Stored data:
=======

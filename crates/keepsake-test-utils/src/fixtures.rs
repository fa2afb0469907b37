// SPDX-FileCopyrightText: 2026 Keepsake Contributors
// SPDX-License-Identifier: MIT OR Apache-2.0

//! Storage fixtures shared across test suites.

use keepsake_storage::models::NewNote;
use keepsake_storage::queries::{images, notes};
use keepsake_storage::Database;

/// Fresh in-memory database with migrations applied.
pub async fn test_db() -> Database {
    Database::open_in_memory()
        .await
        .expect("in-memory database should open")
}

/// Create a note with the given title/content and tags.
pub async fn seed_note(db: &Database, title: &str, content: &str, tags: &[&str]) -> i64 {
    notes::create_note(
        db,
        &NewNote {
            title: title.to_string(),
            content: content.to_string(),
            audio_ref: None,
            tags: tags.iter().map(|t| t.to_string()).collect(),
        },
    )
    .await
    .expect("note insert should succeed")
}

/// Attach an image with a caption to a note.
pub async fn seed_image(db: &Database, note_id: i64, uri: &str, caption: &str) -> i64 {
    images::add_image(db, note_id, uri, caption)
        .await
        .expect("image insert should succeed")
}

=======

» **Assignment**
I'd like an exact copy of the lines above, from the very first one through the line that contains "caption to a note.", with nothing else added.

» **Worked solution**
filename crates/keepsake-test-utils/src/fixtures.rs
repository fa2afb0469907b37
// SPDX-FileCopyrightText: 2026 Keepsake Contributors
// SPDX-License-Identifier: MIT OR Apache-2.0

//! Storage fixtures shared across test suites.

use keepsake_storage::models::NewNote;
use keepsake_storage::queries::{images, notes};
use keepsake_storage::Database;

/// Fresh in-memory database with migrations applied.
pub async fn test_db() -> Database {
    Database::open_in_memory()
        .await
        .expect("in-memory database should open")
}

/// Create a note with the given title/content and tags.
pub async fn seed_note(db: &Database, title: &str, content: &str, tags: &[&str]) -> i64 {
    notes::create_note(
        db,
        &NewNote {
            title: title.to_string(),
            content: content.to_string(),
            audio_ref: None,
            tags: tags.iter().map(|t| t.to_string()).collect(),
        },
    )
    .await
    .expect("note insert should succeed")
}

/// Attach an image with a caption to a note.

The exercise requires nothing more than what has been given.